The development of two field-ready reverse transcription loop-mediated isothermal amplification assays for the rapid detection of Seneca Valley virus 1.

Seneca Valley virus 1 (SVV-1) has been associated with vesicular disease in swine, with clinical signs indistinguishable from those of other notifiable vesicular diseases such as foot-and-mouth disease. Rapid and accurate detection of SVV-1 is central to confirm the disease causing agent, and to initiate the implementation of control processes. The development of rapid, cost-effective diagnostic assays that can be used at the point of sample collection has been identified as a gap in preparedness for the control of SVV-1. This study describes the development and bench validation of two reverse transcription loop-mediated amplification (RT-LAMP) assays targeting the 5'-untranslated region (5'-UTR) and the VP3-1 region for the detection of SVV-1 that may be performed at the point of sample collection. Both assays were able to demonstrate amplification of all neat samples diluted 1/100 in negative pig epithelium tissue suspension within 8 min, when RNA was extracted prior to the RT-LAMP assay, and no amplification was observed for the other viruses tested. Simple sample preparation methods using lyophilized reagents were investigated, to negate the requirement for RNA extraction. Only a small delay in the time to amplification was observed for these lyophilized reagents, with a time from sample receipt to amplification achieved within 12 min. Although diagnostic validation is recommended, these RT-LAMP assays are highly sensitive and specific, with the potential to be a useful tool in the rapid diagnosis of SVV-1 in the field.

INTRODUCTION

Seneca Valley virus 1 (SVV‐1) is the only known virus belonging to the species Senecavirus A, genus Senecavirus, within the family Picornaviridae (Knowles et al., 2012). It is a non‐enveloped, single‐stranded, positive‐sense RNA virus recently associated with vesicular disease in swine in Brazil, the USA, China, Canada, Colombia and Thailand (Hause, Myers, Duff, & Hesse, 2016; Pasma, Davidson, & Shaw, 2008; Saeng‐chuto, Rodtian, Temeeyasen, Wegner, & Nilubol, 2017; Sun, Vannucci, Knutson, Corzo, & Marthaler, 2017; Vannucci et al., 2015; Wu et al., 2016). Clinical signs include vesicles on the snout and coronary band, lameness, anorexia, lethargy and fever (Hause et al., 2016). These are indistinguishable from those of other notifiable vesicular diseases including foot‐and‐mouth disease (FMD) (Alexandersen, Zhang, Donaldson, & Garland, 2003; Dekker, 2000; Kitching, 2002) which can have a high economic impact (Knight‐Jones & Rushton, 2013).

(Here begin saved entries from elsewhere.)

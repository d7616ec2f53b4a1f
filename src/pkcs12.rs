//! PKCS#12 export of an issued certificate and its key.

use openssl::pkcs12::Pkcs12;
use openssl::pkey::PKey;
use openssl::x509::X509;

use crate::error::Result;

/// Packs a certificate and its private key into a DER PKCS#12 bundle.
///
/// Both inputs are PEM text as stored in a record. The bundle carries no CA
/// certificates; chains are distributed separately.
pub fn to_pkcs12(
    cert_pem: &str,
    key_pem: &str,
    friendly_name: &str,
    password: &str,
) -> Result<Vec<u8>> {
    let cert = X509::from_pem(cert_pem.as_bytes())?;
    let key = PKey::private_key_from_pem(key_pem.as_bytes())?;

    let pkcs12 = Pkcs12::builder()
        .name(friendly_name)
        .pkey(&key)
        .cert(&cert)
        .build2(password)?;
    Ok(pkcs12.to_der()?)
}

#[cfg(test)]
mod tests {
    use super::*;
    use crate::cert::CertificateWithPrivateKey;
    use crate::cert::params::CertificateRequest;
    use crate::error::CertTreeError;
    use crate::issuer::self_signed;
    use crate::key::{KeyPair, PublicKey};
    use crate::role::Role;

    #[test]
    fn test_pkcs12_parses_back_with_password() {
        let key = KeyPair::generate().unwrap();
        let request = CertificateRequest::builder()
            .subject("ca")
            .role(Role::Root)
            .subject_public_key(PublicKey::from_key_pair(&key))
            .build();
        let cert = self_signed(&request, &key).unwrap();
        let issued = CertificateWithPrivateKey::new(cert, key);

        let der = to_pkcs12(
            issued.cert_pem().unwrap(),
            issued.key_pem().unwrap(),
            "ca",
            "ca",
        )
        .unwrap();

        let parsed = Pkcs12::from_der(&der).unwrap().parse2("ca").unwrap();
        let cert = parsed.cert.unwrap();
        assert_eq!(
            cert.to_der().unwrap(),
            issued.cert.to_der().unwrap()
        );
        assert!(parsed.pkey.is_some());
        assert!(Pkcs12::from_der(&der).unwrap().parse2("wrong").is_err());
    }

    #[test]
    fn test_garbage_pem_is_pkcs12_error() {
        let err = to_pkcs12("not a cert", "not a key", "x", "x").unwrap_err();
        assert!(matches!(err, CertTreeError::Pkcs12Error(_)));
    }
}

Rapid and accurate detection of SVV‐1 is necessary to confirm the disease causing agent, and to initiate the implementation of control processes. Virus isolation on cell cultures (Hales et al., 2008; Knowles et al., 2012), conventional and real‐time RT‐PCR (rRT‐PCR) assays (Bracht, O'Hearn, Fabian, Barrette, & Sayed, 2016; Dall Agnol, Otonel, Leme, Alfieri, & Alfieri, 2017; Fowler et al., 2017; Gimenez‐Lirola et al., 2016) and full genome sequencing (Hales et al., 2008) have all been used to identify and investigate SVV‐1 isolates. A number of accurate and sensitive rRT‐PCR methods have been developed, targeting the viral polymerase 3D region (Fowler et al., 2017), the VP1 coding region (Bracht et al., 2016), and the 5′ untranslated region (5′‐UTR) (Gimenez‐Lirola et al., 2016). However, diagnosis via these methods relies on the transport of samples under appropriate conditions from the point of collection to centralized laboratory settings, which may add a significant time delay and favour the spread of disease, particularly considering that modes of transmission have not yet been fully elucidated (Yoon, 2015).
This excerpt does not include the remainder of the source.